For $a\in A$ denote $S(a)$ the successor of $a$ in $A$, if $b\in A$ is a maximal element of $A$ then $S(b) = b+1$.
For every $a\in A$ set $q_a$ the least rational $q_n$ in the enumeration, such that $a< q_n< S(a)$. Since $a\neq S(a)$ we have that $\mathbb Q\cap (a,S(a))$ is non-empty, therefore such minimal element exists.
We prove that this is indeed one to one, suppose not then for some $a, b\in A$ such that $a\le b$ we have $q_a=q_b$. By the choice of $q_a$ we have that $a<q_a=q_b<S(a)$, therefore $a\le b<q_b=q_a<S(a)$. Since the $S(a)$ is the least element of $A$ such that $a<S(a)$, we have that $b\le a$ therefore $a=b$.

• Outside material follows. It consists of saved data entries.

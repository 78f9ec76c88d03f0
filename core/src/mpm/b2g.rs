//! Bit-parallel q-gram matcher (BNDMq).
//!
//! The hot path slides a window of the group's minimum pattern length over
//! the buffer and shifts by the longest safe amount computed from a table
//! indexed by a 2-byte lowercased q-gram hash. A window that survives to
//! position zero is verified against the hash bucket's pattern chain, gated
//! by a per-bucket bloom filter over pattern prefixes.
//!
//! Length-1 patterns use a 256-entry byte table; when every pattern is at
//! most two bytes the window scan is skipped entirely in favour of a
//! 16-bit hash probe per position.

use crate::mpm::bloom::BloomFilter;
use crate::mpm::{Pattern, Pmq};

/// Hash table size for the shift and verify tables: fits every value of
/// `(a << 4) | b` over lowercased byte pairs.
const HASH_SIZE: usize = 4096;
const HASH_SHIFT: u32 = 4;
const Q: usize = 2;
/// Window length cap, bounded by the u32 shift-word width.
const MAX_M: usize = 31;
const BLOOM_BITS: u32 = 1024;
const BLOOM_ITERATIONS: u32 = 2;

#[inline]
fn hash16(a: u8, b: u8) -> usize {
    ((a.to_ascii_lowercase() as usize) << HASH_SHIFT) | (b.to_ascii_lowercase() as usize)
}

/// A compiled matcher context over one pattern set.
#[derive(Debug)]
pub struct B2g {
    patterns: Vec<Pattern>,
    /// Window length; zero when no pattern is long enough to window-scan.
    m: usize,
    /// Shift table: q-gram hash to bit-parallel position set.
    shift: Vec<u32>,
    /// Verify chains keyed by the window's trailing q-gram hash.
    buckets: Vec<Vec<u16>>,
    bloom: Vec<Option<BloomFilter>>,
    /// Minimum full pattern length per bucket, for bloom prefix tests.
    pminlen: Vec<u16>,
    /// Length-1 pattern chains indexed by lowercased byte.
    pat1: Vec<Vec<u16>>,
    /// Length-2 pattern chains, used only when the window scan is skipped.
    pat2: Vec<Vec<u16>>,
    /// Set when the whole context is a single case-sensitive byte.
    single_byte: Option<u16>,
    has_len1: bool,
}

impl B2g {
    pub fn new(patterns: Vec<Pattern>) -> Self {
        let max_len = patterns.iter().map(|p| p.len()).max().unwrap_or(0);
        let windowed = max_len > Q;
        let m = if windowed {
            patterns
                .iter()
                .filter(|p| p.len() >= Q)
                .map(|p| p.len())
                .min()
                .unwrap_or(0)
                .min(MAX_M)
        } else {
            0
        };

        let mut ctx = B2g {
            patterns,
            m,
            shift: if windowed { vec![0u32; HASH_SIZE] } else { Vec::new() },
            buckets: if windowed {
                vec![Vec::new(); HASH_SIZE]
            } else {
                Vec::new()
            },
            bloom: if windowed {
                (0..HASH_SIZE).map(|_| None).collect()
            } else {
                Vec::new()
            },
            pminlen: if windowed { vec![0u16; HASH_SIZE] } else { Vec::new() },
            pat1: vec![Vec::new(); 256],
            pat2: if windowed {
                Vec::new()
            } else {
                vec![Vec::new(); HASH_SIZE]
            },
            single_byte: None,
            has_len1: false,
        };
        ctx.prepare(windowed);
        ctx
    }

    fn prepare(&mut self, windowed: bool) {
        for (idx, p) in self.patterns.iter().enumerate() {
            let idx = idx as u16;
            match p.len() {
                0 => unreachable!("empty patterns are rejected at registration"),
                1 => {
                    self.pat1[p.ci[0] as usize].push(idx);
                    self.has_len1 = true;
                }
                2 if !windowed => {
                    self.pat2[hash16(p.ci[0], p.ci[1])].push(idx);
                }
                _ => {
                    // All multi-byte patterns join the window scan.
                    let m = self.m;
                    for j in 0..=(m - Q) {
                        let h = hash16(p.ci[j], p.ci[j + 1]);
                        self.shift[h] |= 1u32 << (m - j);
                    }
                    let hv = hash16(p.ci[m - 2], p.ci[m - 1]);
                    self.buckets[hv].push(idx);
                }
            }
        }

        // One case-sensitive single byte in total: memchr does the scan.
        let len1_total: usize = self.pat1.iter().map(|b| b.len()).sum();
        if len1_total == 1 && self.patterns.len() == 1 && !self.patterns[0].nocase {
            self.single_byte = Some(0);
        }

        // Bloom filters over each verify bucket's pattern prefixes.
        if !self.buckets.is_empty() {
            for h in 0..HASH_SIZE {
                if self.buckets[h].is_empty() {
                    continue;
                }
                let pminlen = self.buckets[h]
                    .iter()
                    .map(|&i| self.patterns[i as usize].len())
                    .min()
                    .unwrap()
                    .min(u16::MAX as usize) as u16;
                self.pminlen[h] = pminlen;
                let mut bf = BloomFilter::new(BLOOM_BITS, BLOOM_ITERATIONS);
                for &i in &self.buckets[h] {
                    bf.add(&self.patterns[i as usize].ci[..pminlen as usize]);
                }
                self.bloom[h] = Some(bf);
            }
        }
    }

    #[inline]
    pub fn pattern_cnt(&self) -> usize {
        self.patterns.len()
    }

    /// Scans `buf` and records confirmed matches in `pmq`. The queue is not
    /// cleared here: a packet's payload and stream messages pool candidates.
    pub fn scan(&self, buf: &[u8], pmq: &mut Pmq) -> usize {
        let mut matches = 0;
        if self.has_len1 {
            matches += self.scan_len1(buf, pmq);
        }
        if self.m == 0 {
            if !self.pat2.is_empty() {
                matches += self.scan_len2(buf, pmq);
            }
            return matches;
        }
        if buf.len() >= self.m {
            matches += self.scan_bndmq(buf, pmq);
        }
        matches
    }

    fn scan_len1(&self, buf: &[u8], pmq: &mut Pmq) -> usize {
        let mut matches = 0;
        if let Some(idx) = self.single_byte {
            let p = &self.patterns[idx as usize];
            for off in memchr::memchr_iter(p.cs[0], buf) {
                pmq.register(p.id, off);
                matches += 1;
            }
            return matches;
        }
        for (off, &byte) in buf.iter().enumerate() {
            for &idx in &self.pat1[byte.to_ascii_lowercase() as usize] {
                let p = &self.patterns[idx as usize];
                if p.matches_at(&buf[off..]) {
                    pmq.register(p.id, off);
                    matches += 1;
                }
            }
        }
        matches
    }

    fn scan_len2(&self, buf: &[u8], pmq: &mut Pmq) -> usize {
        let mut matches = 0;
        if buf.len() < 2 {
            return 0;
        }
        for off in 0..buf.len() - 1 {
            for &idx in &self.pat2[hash16(buf[off], buf[off + 1])] {
                let p = &self.patterns[idx as usize];
                if p.matches_at(&buf[off..]) {
                    pmq.register(p.id, off);
                    matches += 1;
                }
            }
        }
        matches
    }

    fn scan_bndmq(&self, buf: &[u8], pmq: &mut Pmq) -> usize {
        let m = self.m;
        let mut matches = 0;
        let mut pos = m - 1;
        let last = buf.len() - 1;
        while pos <= last {
            let mut d = self.shift[hash16(buf[pos - 1], buf[pos])];
            if d != 0 {
                let mut j = pos;
                let first = pos - (m - 1);
                loop {
                    j -= 1;
                    if d >= 1u32 << (m - 1) {
                        if j > first {
                            pos = j;
                        } else {
                            matches += self.verify_window(buf, j, pmq);
                        }
                    }
                    if j == 0 {
                        break;
                    }
                    d = (d << 1) & self.shift[hash16(buf[j - 1], buf[j])];
                    if d == 0 {
                        break;
                    }
                }
            }
            pos += m - 1;
        }
        matches
    }

    /// Verifies all patterns hanging off the window ending q-gram.
    #[inline]
    fn verify_window(&self, buf: &[u8], j: usize, pmq: &mut Pmq) -> usize {
        let hv = hash16(buf[j + self.m - 2], buf[j + self.m - 1]);
        if let Some(bloom) = &self.bloom[hv] {
            let pminlen = self.pminlen[hv] as usize;
            if buf.len() - j < pminlen || !bloom.test(&buf[j..j + pminlen]) {
                return 0;
            }
        } else {
            return 0;
        }
        let mut matches = 0;
        for &idx in &self.buckets[hv] {
            let p = &self.patterns[idx as usize];
            if p.matches_at(&buf[j..]) {
                pmq.register(p.id, j);
                matches += 1;
            }
        }
        matches
    }
}
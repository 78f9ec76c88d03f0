//! Bounded object pool.
//!
//! A fixed-capacity free-list guarded by one mutex and a condvar. At most
//! `capacity` objects exist at any time; `get` blocks (with a timeout, so
//! shutdown can interrupt) once the pool is exhausted. Alloc and return
//! counters back the packet-conservation invariant checked at shutdown.

use std::collections::VecDeque;
use std::fmt;
use std::sync::atomic::{AtomicU64, Ordering};
use std::sync::{Condvar, Mutex};
use std::time::Duration;

use thiserror::Error;

#[derive(Error, Debug, PartialEq, Eq)]
pub enum PoolError {
    #[error("pool {0} exhausted")]
    Exhausted(String),
}

struct PoolInner<T> {
    free: VecDeque<T>,
    /// Objects created so far; never exceeds capacity.
    created: usize,
    outstanding: usize,
}

/// A bounded pool of reusable objects.
pub struct Pool<T> {
    name: String,
    capacity: usize,
    inner: Mutex<PoolInner<T>>,
    cond: Condvar,
    factory: Box<dyn Fn() -> T + Send + Sync>,
    alloc_cnt: AtomicU64,
    return_cnt: AtomicU64,
}

impl<T> Pool<T> {
    /// Creates a pool holding at most `capacity` objects, `prealloc` of them
    /// built eagerly.
    pub fn new<F>(name: &str, capacity: usize, prealloc: usize, factory: F) -> Self
    where
        F: Fn() -> T + Send + Sync + 'static,
    {
        let prealloc = prealloc.min(capacity);
        let mut free = VecDeque::with_capacity(capacity);
        for _ in 0..prealloc {
            free.push_back(factory());
        }
        Pool {
            name: name.to_string(),
            capacity,
            inner: Mutex::new(PoolInner {
                free,
                created: prealloc,
                outstanding: 0,
            }),
            cond: Condvar::new(),
            factory: Box::new(factory),
            alloc_cnt: AtomicU64::new(0),
            return_cnt: AtomicU64::new(0),
        }
    }

    /// Takes an object without blocking.
    pub fn try_get(&self) -> Result<T, PoolError> {
        let mut inner = self.inner.lock().unwrap();
        if let Some(obj) = inner.free.pop_front() {
            inner.outstanding += 1;
            self.alloc_cnt.fetch_add(1, Ordering::Relaxed);
            return Ok(obj);
        }
        if inner.created < self.capacity {
            inner.created += 1;
            inner.outstanding += 1;
            self.alloc_cnt.fetch_add(1, Ordering::Relaxed);
            return Ok((self.factory)());
        }
        Err(PoolError::Exhausted(self.name.clone()))
    }

    /// Takes an object, waiting up to `timeout` for one to be returned.
    pub fn get_timeout(&self, timeout: Duration) -> Result<T, PoolError> {
        let mut inner = self.inner.lock().unwrap();
        loop {
            if let Some(obj) = inner.free.pop_front() {
                inner.outstanding += 1;
                self.alloc_cnt.fetch_add(1, Ordering::Relaxed);
                return Ok(obj);
            }
            if inner.created < self.capacity {
                inner.created += 1;
                inner.outstanding += 1;
                self.alloc_cnt.fetch_add(1, Ordering::Relaxed);
                return Ok((self.factory)());
            }
            let (guard, res) = self.cond.wait_timeout(inner, timeout).unwrap();
            inner = guard;
            if res.timed_out() && inner.free.is_empty() {
                return Err(PoolError::Exhausted(self.name.clone()));
            }
        }
    }

    /// Returns an object to the free list.
    pub fn put(&self, obj: T) {
        let mut inner = self.inner.lock().unwrap();
        debug_assert!(inner.outstanding > 0, "pool {} over-returned", self.name);
        inner.outstanding = inner.outstanding.saturating_sub(1);
        inner.free.push_back(obj);
        self.return_cnt.fetch_add(1, Ordering::Relaxed);
        drop(inner);
        self.cond.notify_one();
    }

    pub fn outstanding(&self) -> usize {
        self.inner.lock().unwrap().outstanding
    }

    pub fn alloc_count(&self) -> u64 {
        self.alloc_cnt.load(Ordering::Relaxed)
    }

    pub fn return_count(&self) -> u64 {
        self.return_cnt.load(Ordering::Relaxed)
    }
}

impl<T> fmt::Debug for Pool<T> {
    fn fmt(&self, f: &mut fmt::Formatter<'_>) -> fmt::Result {
        f.debug_struct("Pool")
            .field("name", &self.name)
            .field("capacity", &self.capacity)
            .field("outstanding", &self.outstanding())
            .finish()
    }
}
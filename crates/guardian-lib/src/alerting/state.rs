//! Alert records owned by the dispatcher

use chrono::{DateTime, Utc};
use serde::{Deserialize, Serialize};
use std::collections::BTreeSet;

use super::{AlertKey, AlertSignal, AlertType, Severity, SignalContext};
use crate::channels::{AlertNotification, NotificationKind};
use crate::matcher::Suggestion;
use crate::models::{JobRef, MonitorRef};

/// Delivery records kept per alert; older ones are dropped first
pub const MAX_DELIVERY_RECORDS: usize = 50;

#[derive(Debug, Clone, Copy, PartialEq, Eq, Hash, Serialize, Deserialize)]
#[serde(rename_all = "lowercase")]
pub enum AlertState {
    /// Waiting for `alertDelay` to elapse
    Pending,
    Firing,
    /// Held back by a maintenance window
    Suppressed,
    Resolved,
}

impl AlertState {
    pub fn as_str(&self) -> &'static str {
        match self {
            AlertState::Pending => "pending",
            AlertState::Firing => "firing",
            AlertState::Suppressed => "suppressed",
            AlertState::Resolved => "resolved",
        }
    }
}

#[derive(Debug, Clone, PartialEq, Eq, Serialize, Deserialize)]
#[serde(tag = "outcome", rename_all = "camelCase")]
pub enum DeliveryOutcome {
    Delivered,
    RateLimited,
    ChannelNotReady,
    Failed { error: String },
}

/// One delivery attempt of one notification to one channel
#[derive(Debug, Clone, PartialEq, Eq, Serialize, Deserialize)]
#[serde(rename_all = "camelCase")]
pub struct DeliveryRecord {
    pub channel: String,
    pub at: DateTime<Utc>,
    pub kind: NotificationKind,
    #[serde(flatten)]
    pub outcome: DeliveryOutcome,
    #[serde(default)]
    pub attempts: u32,
}

/// The single live alert for a `(job, alert type)` key
#[derive(Debug, Clone, PartialEq, Serialize, Deserialize)]
#[serde(rename_all = "camelCase")]
pub struct ActiveAlert {
    pub id: String,
    pub job: JobRef,
    pub alert_type: AlertType,
    pub monitor: MonitorRef,
    pub state: AlertState,
    pub severity: Severity,
    pub context: SignalContext,
    /// Onset of the condition
    pub since: DateTime<Utc>,
    pub last_signal_at: DateTime<Utc>,
    #[serde(default)]
    pub last_notified: Option<DateTime<Utc>>,
    /// When the pending delay expires
    pub fire_at: DateTime<Utc>,
    #[serde(default)]
    pub suggestion: Option<Suggestion>,
    #[serde(default)]
    pub suppressed_by: Option<String>,
    #[serde(default)]
    pub channels_notified: BTreeSet<String>,
    /// Most recent deliveries, at most [`MAX_DELIVERY_RECORDS`]
    #[serde(default)]
    pub deliveries: Vec<DeliveryRecord>,
    #[serde(default)]
    pub resolved_at: Option<DateTime<Utc>>,
}

impl ActiveAlert {
    pub fn from_signal(signal: &AlertSignal, fire_at: DateTime<Utc>) -> Self {
        Self {
            id: uuid::Uuid::new_v4().to_string(),
            job: signal.job.clone(),
            alert_type: signal.alert_type,
            monitor: signal.monitor.clone(),
            state: AlertState::Pending,
            severity: signal.severity,
            context: signal.context.clone(),
            since: signal.timestamp,
            last_signal_at: signal.timestamp,
            last_notified: None,
            fire_at,
            suggestion: None,
            suppressed_by: None,
            channels_notified: BTreeSet::new(),
            deliveries: Vec::new(),
            resolved_at: None,
        }
    }

    pub fn key(&self) -> AlertKey {
        AlertKey::new(self.job.clone(), self.alert_type)
    }

    pub fn notification(&self, kind: NotificationKind, now: DateTime<Utc>) -> AlertNotification {
        AlertNotification {
            alert_id: self.id.clone(),
            kind,
            alert_type: self.alert_type,
            severity: self.severity,
            job: self.job.clone(),
            monitor: self.monitor.clone(),
            message: self.context.message.clone(),
            suggestion: self.suggestion.as_ref().map(|s| s.text.clone()),
            failure: self.context.failure.clone(),
            since: self.since,
            timestamp: now,
        }
    }

    pub fn record_delivery(&mut self, record: DeliveryRecord) {
        if record.outcome == DeliveryOutcome::Delivered {
            self.channels_notified.insert(record.channel.clone());
        }
        self.deliveries.push(record);
        if self.deliveries.len() > MAX_DELIVERY_RECORDS {
            let excess = self.deliveries.len() - MAX_DELIVERY_RECORDS;
            self.deliveries.drain(..excess);
        }
    }
}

We found an injective function of $A$ into a countable set, therefore it is countable.
A: A sketch proof...
Consider $\mathbb{R}$ as the set of equivalence classes of Cauchy sequences of rationals. We define "the normal" partial order on $\mathbb{R}$ by $x \leq y$ iff $(x = y)$ OR $(\forall \langle x_{i} \rangle)(\forall \langle y_{i} \rangle)(\langle x_{i} \rangle \in x$ AND $\langle y_{i} \rangle \in y \rightarrow (\exists n)(n \in \mathbb{N} \rightarrow (\forall m)(m > n \rightarrow x_{m} < y_{m}))))$. For $A$ to be well-ordered under this partial order there can only be at most $\aleph_{0}$ distinct $n$ in the last part of the definition as they are drawn from $\mathbb{N}$.